Authors Wang Z, Liu X, Liu X, Niu D

Received 21 April 2020

Accepted for publication 9 July 2020

Published 30 July 2020 Volume 2020:12 Pages 6629—6640

DOI https://doi.org/10.2147/CMAR.S258178

Checked for plagiarism Yes

Review by Single-blind

Peer reviewer comments 3

Editor who approved publication: Dr Eileen O'Reilly


Zhengkun Wang,1 Xichun Liu,1 Xiaolei Liu,2 Dongguang Niu1

1Department of Gastrointestinal Surgery, Affiliated Hospital of Qingdao University, Qingdao City, Shandong Province 266000, People’s Republic of China; 2Department of General Surgery, Affiliated Hospital of Qingdao University, Qingdao City, Shandong Province 266000, People’s Republic of China

Correspondence: Dongguang Niu Tel +86-13963999533
Email niudongguang283@163.com

Objective: Gastric cancer (GC) is a gastrointestinal tumor. This study is aimed to explore the regulatory mechanism of long non-coding RNA BLACAT1 (BLACAT1)/microRNA-149-5p (miR-149-5p)/KIF2A cascade on GC.
Methods: The expression of BLACAT1, miR-149-5p and KIF2A in GC was detected by qRT-PCR. The proliferation, migration and invasion of GC cells in vitro were analyzed by MTT, wound-healing and transwell assay, respectively. The xenograft tumor model was constructed in nude mice to confirm the inhibition effect of BLACAT1 knockdown on GC in vivo. Then, dual-luciferase reporter assay was used to detect the interactions among BLACAT1, miR-149-5p and KIF2A. Western blot assay was performed to determine the protein expression of KIF2A.
Results: The expression of BLACAT1 and KIF2A was up-regulated in GC, but miR-149-5p expression was down-regulated. Silencing of BLACAT1 retarded the proliferation, migration and invasion of GC cells in vitro and the growth of tumor xenograft in vivo.

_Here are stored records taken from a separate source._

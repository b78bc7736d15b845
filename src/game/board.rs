use std::ops::{Deref, DerefMut};

use serde::{Deserialize, Serialize};

use crate::error::MoveError;

/// Number of aligned tokens needed to win.
pub const WIN_LENGTH: usize = 4;

/// Scan directions as (row delta, col delta): →, ↓, ↘, ↙.
/// The last one covers the ↗ axis when walked in both directions.
pub(crate) const DIRECTIONS: [(isize, isize); 4] = [(0, 1), (1, 0), (1, 1), (1, -1)];

#[derive(Debug, Clone, Copy, PartialEq, Eq, Hash, Default)]
pub enum Cell {
    #[default]
    Empty,
    Red,
    Yellow,
}

/// Direction in which a dropped token travels.
#[derive(Debug, Clone, Copy, PartialEq, Eq, Hash, Default, Serialize, Deserialize)]
#[serde(rename_all = "lowercase")]
pub enum Gravity {
    /// Tokens fall toward the highest row index.
    #[default]
    Down,
    /// Tokens rise toward row 0.
    Up,
}

impl Gravity {
    pub fn flipped(self) -> Gravity {
        match self {
            Gravity::Down => Gravity::Up,
            Gravity::Up => Gravity::Down,
        }
    }
}

/// A `rows × cols` grid. Row 0 is the top of the board.
#[derive(Debug, Clone, PartialEq, Eq)]
pub struct Board {
    rows: usize,
    cols: usize,
    cells: Vec<Cell>,
}

impl Board {
    /// Create a new empty board.
    ///
    /// Panics if `rows * cols` overflows; `GameConfig::validate` rejects
    /// such sizes before a game is built.
    pub fn new(rows: usize, cols: usize) -> Self {
        Board {
            rows,
            cols,
            cells: vec![Cell::Empty; rows * cols],
        }
    }

    pub fn rows(&self) -> usize {
        self.rows
    }

    pub fn cols(&self) -> usize {
        self.cols
    }

    /// Get the cell at a specific position.
    ///
    /// Panics if the position is outside the board.
    pub fn get(&self, row: usize, col: usize) -> Cell {
        assert!(row < self.rows && col < self.cols, "({row}, {col}) is off the board");
        self.cells[row * self.cols + col]
    }

    /// Signed lookup used by the directional scans; `None` off the board.
    pub fn cell_at(&self, row: isize, col: isize) -> Option<Cell> {
        if row < 0 || col < 0 {
            return None;
        }
        let (row, col) = (row as usize, col as usize);
        (row < self.rows && col < self.cols).then(|| self.cells[row * self.cols + col])
    }

    pub(crate) fn set(&mut self, row: usize, col: usize, cell: Cell) {
        self.cells[row * self.cols + col] = cell;
    }

    pub fn is_empty_at(&self, row: usize, col: usize) -> bool {
        self.get(row, col) == Cell::Empty
    }

    /// Row through which tokens enter under `gravity`.
    pub fn entry_row(&self, gravity: Gravity) -> usize {
        match gravity {
            Gravity::Down => 0,
            Gravity::Up => self.rows.saturating_sub(1),
        }
    }

    /// A column is playable when its entry cell is empty.
    pub fn is_column_open(&self, col: usize, gravity: Gravity) -> bool {
        col < self.cols && self.rows > 0 && self.is_empty_at(self.entry_row(gravity), col)
    }

    /// Playable columns in ascending order.
    pub fn legal_columns(&self, gravity: Gravity) -> Vec<usize> {
        (0..self.cols)
            .filter(|&col| self.is_column_open(col, gravity))
            .collect()
    }

    /// True when no column can take another token under `gravity`.
    pub fn is_blocked(&self, gravity: Gravity) -> bool {
        (0..self.cols).all(|col| !self.is_column_open(col, gravity))
    }

    /// Row a token dropped in `col` would land on: the first empty cell
    /// scanning from the far side toward the entry row.
    pub fn landing_row(&self, col: usize, gravity: Gravity) -> Option<usize> {
        if col >= self.cols {
            return None;
        }
        match gravity {
            Gravity::Down => (0..self.rows).rev().find(|&row| self.is_empty_at(row, col)),
            Gravity::Up => (0..self.rows).find(|&row| self.is_empty_at(row, col)),
        }
    }

    /// Drop a piece in a column, returns the row where it landed
    pub fn drop_piece(
        &mut self,
        col: usize,
        cell: Cell,
        gravity: Gravity,
    ) -> Result<usize, MoveError> {
        if col >= self.cols {
            return Err(MoveError::InvalidColumn {
                column: col,
                cols: self.cols,
            });
        }
        let row = self
            .landing_row(col, gravity)
            .ok_or(MoveError::ColumnFull(col))?;
        self.set(row, col, cell);
        Ok(row)
    }

    /// Place a token that is removed again when the returned guard drops.
    pub fn place_scoped(
        &mut self,
        col: usize,
        cell: Cell,
        gravity: Gravity,
    ) -> Option<ScopedPlacement<'_>> {
        let row = self.landing_row(col, gravity)?;
        self.set(row, col, cell);
        Some(ScopedPlacement {
            board: self,
            row,
            col,
        })
    }

    /// Check if the token at (row, col) is part of four in a row. Empty
    /// and off-board positions never win.
    pub fn check_win(&self, row: usize, col: usize) -> bool {
        if row >= self.rows || col >= self.cols {
            return false;
        }
        let cell = self.get(row, col);
        if cell == Cell::Empty {
            return false;
        }

        DIRECTIONS.iter().any(|&(dr, dc)| {
            1 + self.run_length(row, col, dr, dc, cell) + self.run_length(row, col, -dr, -dc, cell)
                >= WIN_LENGTH
        })
    }

    /// Count matching cells strictly beyond (row, col) along one direction.
    fn run_length(&self, row: usize, col: usize, dr: isize, dc: isize, cell: Cell) -> usize {
        (1..)
            .map(|i| self.cell_at(row as isize + dr * i, col as isize + dc * i))
            .take_while(|&c| c == Some(cell))
            .count()
    }

    /// First run of exactly four `cell` tokens, scanning row-major and
    /// trying the directions in →, ↓, ↘, ↙ order at each start cell.
    pub fn winning_line(&self, cell: Cell) -> Option<[(usize, usize); WIN_LENGTH]> {
        if cell == Cell::Empty {
            return None;
        }
        for row in 0..self.rows {
            for col in 0..self.cols {
                if self.get(row, col) != cell {
                    continue;
                }
                for &(dr, dc) in &DIRECTIONS {
                    if let Some(line) = self.line_from(row, col, dr, dc, cell) {
                        return Some(line);
                    }
                }
            }
        }
        None
    }

    fn line_from(
        &self,
        row: usize,
        col: usize,
        dr: isize,
        dc: isize,
        cell: Cell,
    ) -> Option<[(usize, usize); WIN_LENGTH]> {
        let mut line = [(0, 0); WIN_LENGTH];
        for (i, slot) in line.iter_mut().enumerate() {
            let r = row as isize + dr * i as isize;
            let c = col as isize + dc * i as isize;
            if self.cell_at(r, c)? != cell {
                return None;
            }
            *slot = (r as usize, c as usize);
        }
        Some(line)
    }

    /// Every horizontal, vertical and diagonal run of four cells.
    pub fn windows(&self) -> impl Iterator<Item = [Cell; WIN_LENGTH]> + '_ {
        (0..self.rows).flat_map(move |row| {
            (0..self.cols).flat_map(move |col| {
                DIRECTIONS
                    .iter()
                    .filter_map(move |&(dr, dc)| self.window(row, col, dr, dc))
            })
        })
    }

    fn window(&self, row: usize, col: usize, dr: isize, dc: isize) -> Option<[Cell; WIN_LENGTH]> {
        let mut cells = [Cell::Empty; WIN_LENGTH];
        for (i, slot) in cells.iter_mut().enumerate() {
            *slot = self.cell_at(row as isize + dr * i as isize, col as isize + dc * i as isize)?;
        }
        Some(cells)
    }

    /// Build a board from text rows, top row first: `R`, `Y`, `.`.
    #[cfg(test)]
    pub(crate) fn from_rows(rows: &[&str]) -> Board {
        let cols = rows.first().map_or(0, |r| r.len());
        let mut board = Board::new(rows.len(), cols);
        for (row, line) in rows.iter().enumerate() {
            assert_eq!(line.len(), cols, "ragged row {row}");
            for (col, ch) in line.chars().enumerate() {
                let cell = match ch {
                    'R' => Cell::Red,
                    'Y' => Cell::Yellow,
                    '.' => Cell::Empty,
                    other => panic!("unexpected cell '{other}'"),
                };
                board.set(row, col, cell);
            }
        }
        board
    }
}

/// A token placed by [`Board::place_scoped`]. Dereferences to the board
/// and clears the placed cell on drop, so every exit path restores the grid.
pub struct ScopedPlacement<'a> {
    board: &'a mut Board,
    row: usize,
    col: usize,
}

impl ScopedPlacement<'_> {
    pub fn row(&self) -> usize {
        self.row
    }

    pub fn col(&self) -> usize {
        self.col
    }
}

impl Deref for ScopedPlacement<'_> {
    type Target = Board;

    fn deref(&self) -> &Board {
        self.board
    }
}

impl DerefMut for ScopedPlacement<'_> {
    fn deref_mut(&mut self) -> &mut Board {
        self.board
    }
}

impl Drop for ScopedPlacement<'_> {
    fn drop(&mut self) {
        self.board.set(self.row, self.col, Cell::Empty);
    }
}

Moreover, BLACAT1 acted as the molecular sponge of miR-149-5p to up-regulate KIF2A expression. At last, feedback experiments suggested that BLACAT1 accelerated the proliferation, migration and invasion of GC cells by regulating miR-149-5p/KIF2A axis.
Conclusion: BLACAT1 facilitated the tumorigenesis of GC through regulating miR-149-5p/KIF2A axis, which indicated BLACAT1/miR-149-5p/KIF2A cascade may be a new therapeutic target.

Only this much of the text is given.